After years spent honing his craft in cut-throat rap battles in the bowels of Detroit, as chronicled in 8 Mile, and setting the underground alight with his prodigious talent, Eminem was catapulted into the popular consciousness by the runaway success of his major label debut album, ‘The Slim Shady LP’. This established him as one of the freshest, most intriguing, and for many, most dangerous, artists of his generation. With a catalogue of caustic rhymes that could make even the most liberal listener blush, the skinny white boy rapper from the streets of Michigan, became America’s public enemy number one as he exposed suburban hypocrisy and riffed on hard-to-swallow home truths in an emphatic bird-flipping, crotch-grabbing rebellion.
Despite the outpouring of public hatred that his controversial style garnered, the Missouri-born rapper proved that great art can come from adversity and on third album, the metafictional tour-de-force of the ‘Marshall Mathers LP’, he directly addressed his staunchest critics (the media, the public and his own family) with unparalleled vitriol, glorious irony and a self-reflexivity that could rival the greatest works of Postmodernist literature.

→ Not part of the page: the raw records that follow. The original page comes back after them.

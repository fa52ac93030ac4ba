use actix_web::{HttpRequest, HttpResponse, Result as ActixResult, web};
use once_cell::sync::Lazy;

use crate::middlewares::{RequireRole, RequireSession};
use crate::models::{SessionContext, users::entities::UserRole};
use crate::services::DashboardService;

// 懒加载的全局 DashboardService 实例
static DASHBOARD_SERVICE: Lazy<DashboardService> = Lazy::new(DashboardService::new_lazy);

pub async fn teacher_dashboard(
    req: HttpRequest,
    session: SessionContext,
) -> ActixResult<HttpResponse> {
    DASHBOARD_SERVICE.teacher_dashboard(&session, &req).await
}

pub async fn student_dashboard(
    req: HttpRequest,
    session: SessionContext,
) -> ActixResult<HttpResponse> {
    DASHBOARD_SERVICE.student_dashboard(&session, &req).await
}

// 配置路由
pub fn configure_dashboard_routes(cfg: &mut web::ServiceConfig) {
    cfg.service(
        web::resource("/teacher/dashboard")
            .wrap(RequireRole::new(UserRole::Teacher))
            .wrap(RequireSession)
            .route(web::get().to(teacher_dashboard)),
    )
    .service(
        web::resource("/student/dashboard")
            .wrap(RequireRole::new(UserRole::Student))
            .wrap(RequireSession)
            .route(web::get().to(student_dashboard)),
    );
}
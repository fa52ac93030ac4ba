//! 选课实体

use sea_orm::entity::prelude::*;

#[derive(Clone, Debug, PartialEq, DeriveEntityModel)]
#[sea_orm(table_name = "enrollments")]
pub struct Model {
    #[sea_orm(primary_key)]
    pub id: i64,
    pub student_id: i64,
    pub class_id: i64,
    pub enrolled_at: i64,
    pub attendance_status: String,
}

#[derive(Copy, Clone, Debug, EnumIter, DeriveRelation)]
pub enum Relation {
    #[sea_orm(
        belongs_to = "super::classes::Entity",
        from = "Column::ClassId",
        to = "super::classes::Column::Id"
    )]
    Class,
    #[sea_orm(
        belongs_to = "super::users::Entity",
        from = "Column::StudentId",
        to = "super::users::Column::Id"
    )]
    Student,
}

impl Related<super::classes::Entity> for Entity {
    fn to() -> RelationDef {
        Relation::Class.def()
    }
}

impl Related<super::users::Entity> for Entity {
    fn to() -> RelationDef {
        Relation::Student.def()
    }
}

impl ActiveModelBehavior for ActiveModel {}

// 从数据库模型转换为业务模型
impl Model {
    pub fn into_enrollment(self) -> crate::models::enrollments::entities::Enrollment {
        use crate::models::enrollments::entities::{AttendanceStatus, Enrollment};

        Enrollment {
            id: self.id,
            student_id: self.student_id,
            class_id: self.class_id,
            enrolled_at: super::timestamp_to_datetime(self.enrolled_at),
            attendance_status: self
                .attendance_status
                .parse::<AttendanceStatus>()
                .unwrap_or(AttendanceStatus::Enrolled),
        }
    }
}
use config::{Config, ConfigError, Environment, File};
use std::sync::OnceLock;

use super::AppConfig;

static APP_CONFIG: OnceLock<AppConfig> = OnceLock::new();

/// 开发环境使用的默认会话密钥，生产环境必须覆盖
pub const DEFAULT_SESSION_SECRET: &str = "edustream-development-secret-change-me";

/// 默认允许上传的扩展名
pub const DEFAULT_ALLOWED_EXTENSIONS: &[&str] = &[
    "txt", "pdf", "png", "jpg", "jpeg", "gif", "doc", "docx", "ppt", "pptx", "mp4", "avi", "mov",
];

impl AppConfig {
    /// 加载配置
    pub fn load() -> Result<Self, ConfigError> {
        let mut builder = Config::builder()
            // 内置默认值，保证没有配置文件时也能启动
            .set_default("app.system_name", "EduStream")?
            .set_default("app.environment", "development")?
            .set_default("app.log_level", "info")?
            .set_default("server.host", "127.0.0.1")?
            .set_default("server.port", 8080)?
            .set_default("server.unix_socket_path", "")?
            .set_default("server.workers", 0)?
            .set_default("server.max_workers", 16)?
            .set_default("server.timeouts.client_request", 5000)?
            .set_default("server.timeouts.client_disconnect", 1000)?
            .set_default("server.timeouts.keep_alive", 30)?
            .set_default("server.limits.max_payload_size", 262_144)?
            .set_default("session.secret", DEFAULT_SESSION_SECRET)?
            .set_default("session.cookie_name", "edustream_session")?
            .set_default("session.expiry_hours", 24)?
            .set_default("argon2.memory_cost", 19_456)?
            .set_default("argon2.time_cost", 2)?
            .set_default("argon2.parallelism", 1)?
            .set_default("database.url", "edustream.db")?
            .set_default("database.pool_size", 8)?
            .set_default("database.timeout", 10)?
            .set_default("upload.dir", "uploads")?
            .set_default("upload.max_size", 100 * 1024 * 1024)?
            .set_default("upload.allowed_extensions", DEFAULT_ALLOWED_EXTENSIONS.to_vec())?
            // 首先加载默认配置文件
            .add_source(File::with_name("config").required(false))
            // 然后根据环境加载特定配置文件
            .add_source(
                File::with_name(&format!(
                    "config.{}",
                    std::env::var("APP_ENV").unwrap_or_else(|_| "development".into())
                ))
                .required(false),
            )
            // 最后加载环境变量覆盖
            .add_source(
                Environment::with_prefix("EDUSTREAM")
                    .separator("__")
                    .try_parsing(true),
            );

        // 支持从常用环境变量加载
        builder = builder
            .set_override_option("app.environment", std::env::var("APP_ENV").ok())?
            .set_override_option("app.log_level", std::env::var("RUST_LOG").ok())?
            .set_override_option("server.host", std::env::var("SERVER_HOST").ok())?
            .set_override_option("server.port", std::env::var("SERVER_PORT").ok())?
            .set_override_option("server.unix_socket_path", std::env::var("UNIX_SOCKET").ok())?
            .set_override_option("server.workers", std::env::var("CPU_COUNT").ok())?
            .set_override_option("session.secret", std::env::var("SESSION_SECRET").ok())?
            .set_override_option("database.url", std::env::var("DATABASE_URL").ok())?
            .set_override_option("upload.dir", std::env::var("UPLOAD_DIR").ok())?;

        let config = builder.build()?;
        let mut app_config: AppConfig = config.try_deserialize()?;

        // 处理工作线程数
        if app_config.server.workers == 0 {
            app_config.server.workers = num_cpus::get().min(app_config.server.max_workers);
        }

        if app_config.is_production() && app_config.session.secret == DEFAULT_SESSION_SECRET {
            return Err(ConfigError::Message(
                "session.secret must be set in production (SESSION_SECRET)".to_string(),
            ));
        }

        Ok(app_config)
    }

    /// 获取全局配置实例
    pub fn get() -> &'static AppConfig {
        APP_CONFIG.get_or_init(|| {
            Self::load().unwrap_or_else(|e| {
                eprintln!("Failed to load configuration: {e}");
                std::process::exit(1);
            })
        })
    }

    /// 初始化配置 (在应用启动时调用)
    pub fn init() -> Result<(), ConfigError> {
        let config = Self::load()?;
        APP_CONFIG
            .set(config)
            .map_err(|_| ConfigError::Message("Configuration already initialized".to_string()))?;
        Ok(())
    }

    /// 检查是否为生产环境
    pub fn is_production(&self) -> bool {
        self.app.environment == "production"
    }

    /// 检查是否为开发环境
    pub fn is_development(&self) -> bool {
        self.app.environment == "development"
    }

    /// 获取服务器绑定地址
    pub fn server_bind_address(&self) -> String {
        format!("{}:{}", self.server.host, self.server.port)
    }

    /// 获取 Unix 套接字路径 (如果配置了)
    #[cfg(unix)]
    pub fn unix_socket_path(&self) -> Option<&str> {
        if self.server.unix_socket_path.is_empty() {
            None
        } else {
            Some(&self.server.unix_socket_path)
        }
    }
}

#[cfg(test)]
mod tests {
    use super::*;

    #[test]
    fn test_defaults_load_without_files() {
        let config = AppConfig::load().expect("defaults should deserialize");
        assert!(config.server.workers >= 1);
        assert!(config.server.workers <= config.server.max_workers);
        assert!(!config.session.cookie_name.is_empty());
        assert!(
            config
                .upload
                .allowed_extensions
                .iter()
                .any(|ext| ext == "pdf")
        );
    }
}
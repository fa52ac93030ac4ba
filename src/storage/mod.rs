use std::sync::Arc;

use crate::models::{
    classes::{entities::Class, requests::CreateClassRequest},
    enrollments::entities::Enrollment,
    materials::{entities::Material, requests::CreateMaterialRequest},
    users::{entities::User, requests::CreateUserRequest},
};

use crate::errors::Result;

pub mod sea_orm_storage;
pub mod uploads;

pub use uploads::UploadStore;

#[async_trait::async_trait]
pub trait Storage: Send + Sync {
    /// 用户管理方法
    // 创建用户，用户名或邮箱重复时返回 Conflict
    async fn create_user(&self, user: CreateUserRequest) -> Result<User>;
    // 通过用户名获取用户信息（精确匹配）
    async fn get_user_by_username(&self, username: &str) -> Result<Option<User>>;
    // 通过邮箱获取用户信息
    async fn get_user_by_email(&self, email: &str) -> Result<Option<User>>;

    /// 课程管理方法
    // 创建课程
    async fn create_class(&self, class: CreateClassRequest) -> Result<Class>;
    // 通过ID获取课程信息
    async fn get_class_by_id(&self, class_id: i64) -> Result<Option<Class>>;
    // 列出教师的课程，按开课时间排序
    async fn list_classes_by_teacher(&self, teacher_id: i64, newest_first: bool)
    -> Result<Vec<Class>>;
    // 列出学生尚未选修的课程
    async fn list_classes_not_enrolled(&self, student_id: i64) -> Result<Vec<Class>>;
    // 开始上课：status=live, is_live=true
    async fn start_class(&self, class_id: i64) -> Result<Option<Class>>;

    /// 选课管理方法
    // 创建选课记录，重复选课返回 Conflict
    async fn create_enrollment(&self, student_id: i64, class_id: i64) -> Result<Enrollment>;
    // 获取学生在课程中的选课记录
    async fn get_enrollment(&self, student_id: i64, class_id: i64) -> Result<Option<Enrollment>>;
    // 列出学生的选课记录及课程
    async fn list_enrollments_by_student(&self, student_id: i64)
    -> Result<Vec<(Enrollment, Class)>>;

    /// 课程资料方法
    // 创建资料记录
    async fn create_material(&self, material: CreateMaterialRequest) -> Result<Material>;
    // 列出课程的资料
    async fn list_materials_by_class(&self, class_id: i64) -> Result<Vec<Material>>;
    // 列出教师所有课程中最近上传的资料
    async fn list_recent_materials_by_teacher(
        &self,
        teacher_id: i64,
        limit: u64,
    ) -> Result<Vec<Material>>;
    // 通过存储文件名获取资料
    async fn get_material_by_filename(&self, filename: &str) -> Result<Option<Material>>;
}

pub async fn create_storage() -> Result<Arc<dyn Storage>> {
    let storage = sea_orm_storage::SeaOrmStorage::new_async().await?;
    Ok(Arc::new(storage))
}
pub mod shutdown;
pub mod startup;
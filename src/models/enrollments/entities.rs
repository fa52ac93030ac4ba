use serde::{Deserialize, Serialize};

// 出勤状态
#[derive(Debug, Clone, Copy, Serialize, Deserialize, PartialEq, Eq)]
#[serde(rename_all = "snake_case")]
pub enum AttendanceStatus {
    Enrolled,
    Attended,
    Missed,
}

impl std::fmt::Display for AttendanceStatus {
    fn fmt(&self, f: &mut std::fmt::Formatter<'_>) -> std::fmt::Result {
        match self {
            AttendanceStatus::Enrolled => write!(f, "enrolled"),
            AttendanceStatus::Attended => write!(f, "attended"),
            AttendanceStatus::Missed => write!(f, "missed"),
        }
    }
}

impl std::str::FromStr for AttendanceStatus {
    type Err = String;

    fn from_str(s: &str) -> Result<Self, Self::Err> {
        match s {
            "enrolled" => Ok(AttendanceStatus::Enrolled),
            "attended" => Ok(AttendanceStatus::Attended),
            "missed" => Ok(AttendanceStatus::Missed),
            _ => Err(format!("Invalid attendance status: {s}")),
        }
    }
}

#[derive(Debug, Clone, Serialize, Deserialize)]
pub struct Enrollment {
    pub id: i64,
    pub student_id: i64,
    pub class_id: i64,
    pub enrolled_at: chrono::DateTime<chrono::Utc>,
    pub attendance_status: AttendanceStatus,
}
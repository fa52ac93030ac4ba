use actix_multipart::{Field, Multipart};
use actix_web::{HttpRequest, HttpResponse, Result as ActixResult};
use futures_util::TryStreamExt;
use futures_util::stream::StreamExt;

use super::MaterialService;
use crate::errors::EduStreamError;
use crate::models::{SessionContext, materials::requests::CreateMaterialRequest};
use crate::policy::{Requirement, authorize, class_resource};
use crate::storage::UploadStore;
use crate::utils::filename::allowed_extension;
use crate::utils::redirect_with_flash;

// 文本字段（标题、描述）的大小上限
const MAX_TEXT_FIELD: usize = 64 * 1024;

/// 表单解析过程中已经落盘的文件
struct SavedFile {
    original_name: String,
    stored_name: String,
    file_type: String,
}

#[derive(Default)]
struct UploadForm {
    title: String,
    description: String,
    file: Option<SavedFile>,
}

pub async fn handle_upload(
    service: &MaterialService,
    session: &SessionContext,
    class_id: i64,
    request: &HttpRequest,
    mut payload: Multipart,
) -> ActixResult<HttpResponse> {
    let storage = service.get_storage(request);
    let uploads = service.get_uploads(request);

    let class = crate::services::load_class(&storage, class_id).await?;
    let resource = class_resource(&storage, session, &class).await?;
    if !authorize(session, Some(&resource), &Requirement::Owns).is_allowed() {
        crate::services::log_denied(session, "upload", class_id);
        return Ok(redirect_with_flash(
            "/teacher/dashboard",
            "You are not authorized to upload materials for this class!",
        ));
    }

    let materials_path = format!("/materials/{class_id}");

    let mut form = UploadForm::default();
    let rejection = match read_form(&uploads, &mut payload, &mut form).await {
        Ok(rejection) => rejection,
        Err(e) => {
            // 解析失败时清理已写入的文件
            if let Some(file) = &form.file {
                uploads.remove(&file.stored_name);
            }
            return Err(e);
        }
    };

    if let Some(msg) = rejection {
        if let Some(file) = &form.file {
            uploads.remove(&file.stored_name);
        }
        return Ok(redirect_with_flash(&materials_path, msg));
    }

    let Some(file) = form.file else {
        return Ok(redirect_with_flash(&materials_path, "No file selected"));
    };

    // 标题留空时使用原始文件名
    let title = match form.title.trim() {
        "" => file.original_name.clone(),
        t => t.to_string(),
    };
    let description = form.description.trim();

    let create_request = CreateMaterialRequest {
        title,
        description: (!description.is_empty()).then(|| description.to_string()),
        filename: file.stored_name.clone(),
        file_type: file.file_type.clone(),
        class_id,
    };

    match storage.create_material(create_request).await {
        Ok(material) => {
            tracing::info!(
                "Teacher {} uploaded {} to class {} (material {})",
                session.user_id,
                material.filename,
                class_id,
                material.id
            );
            Ok(redirect_with_flash(
                &materials_path,
                "Material uploaded successfully!",
            ))
        }
        Err(e) => {
            uploads.remove(&file.stored_name);
            Err(e.into())
        }
    }
}

/// 读取整个 multipart 表单
///
/// 返回 `Ok(Some(msg))` 表示请求被拒绝，调用方负责清理 `form.file`。
async fn read_form(
    uploads: &UploadStore,
    payload: &mut Multipart,
    form: &mut UploadForm,
) -> ActixResult<Option<&'static str>> {
    while let Some(mut field) = payload.try_next().await? {
        let name = field
            .content_disposition()
            .and_then(|cd| cd.get_name())
            .unwrap_or_default()
            .to_string();

        match name.as_str() {
            "title" => form.title = read_text(&mut field).await?,
            "description" => form.description = read_text(&mut field).await?,
            "file" => {
                if form.file.is_some() {
                    return Ok(Some("Only one file can be uploaded at a time"));
                }

                let original_name = field
                    .content_disposition()
                    .and_then(|cd| cd.get_filename())
                    .map(|s| s.to_string())
                    .unwrap_or_default();

                // 浏览器未选择文件时会提交一个文件名为空的部分
                if original_name.is_empty() {
                    drain(&mut field).await?;
                    continue;
                }

                let Some(file_type) = allowed_extension(&original_name, uploads.allowed_extensions())
                else {
                    return Ok(Some("Invalid file type"));
                };

                let mut writer = uploads.create_unique(&original_name, chrono::Utc::now())?;
                form.file = Some(SavedFile {
                    original_name,
                    stored_name: writer.stored_name().to_string(),
                    file_type,
                });

                while let Some(chunk) = field.next().await {
                    let data = chunk?;
                    // 超出大小限制
                    if writer.written() + data.len() > uploads.max_size() {
                        return Ok(Some("File too large"));
                    }
                    writer.write_chunk(&data)?;
                }
                writer.finish()?;
            }
            _ => drain(&mut field).await?,
        }
    }

    Ok(None)
}

async fn read_text(field: &mut Field) -> ActixResult<String> {
    let mut buf = Vec::new();
    while let Some(chunk) = field.next().await {
        let data = chunk?;
        if buf.len() + data.len() > MAX_TEXT_FIELD {
            return Err(EduStreamError::validation("Form field too large").into());
        }
        buf.extend_from_slice(&data);
    }
    Ok(String::from_utf8_lossy(&buf).into_owned())
}

async fn drain(field: &mut Field) -> ActixResult<()> {
    while let Some(chunk) = field.next().await {
        chunk?;
    }
    Ok(())
}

The album’s title supported the introspection of its content, a more complex study of the man behind the hyperactive and cartoon-esque Slim Shady reminding us that this obnoxious persona, much like David Bowie’s infamous rock god, Ziggy Stardust, was a fictional character brought to life by a musical visionary. Yet, it was this dichotomy between the two that gave the album its power, as alongside the angry personal diatribes of ‘The Way I Am’ and ‘Marshall Mathers’, the rapper frequently introduced himself as his alter-ego in order to blur the boundaries between fact and fiction, making it impossible to decide where the honesty of Marshall ended and the subversion of Slim began.
Panoramic in scope, Eminem highlighted Hollywood’s fervent glorification of violence and the sexualised ideologies of cosmetic companies as being just as culpable in affecting the behaviour of American youth as his ‘dangerous’ lyrics, spat lines on the trappings of fame and the attribution of high school massacres to his music on ‘The Way I Am’ and enacted nightmarish revenge on his estranged wife in murder-fantasy, ‘Kim’, which showcased the rapper’s self-destructivity and fragile humanity. Refreshingly self-referential, the album contained tragic epistolary tales (‘Stan’), dazzling self-mythologising (‘The Real Slim Shady’) and comical critical rebukes (‘Kill You’). On the latter, the rapper trod the line between intelligent and offensive, dealing with a theme that appeared to validate his critical derision, by implanting shock language into his verses to fuel their arguments, before cleverly undermining critics with deft displays of irony.
Of course, some of this criticism was warranted as his taut and acerbic rhymes often veered into the offensive. The misogyny that reared its ugly head on ‘Bitch Please II’ and ‘Remember Me?’ and the homophobia of ‘Ken Kaniff’ and ‘Criminal’ belied his genuine skill for wordplay and appeared crass, juvenile and disappointing on an album chock-full of astute lyricism.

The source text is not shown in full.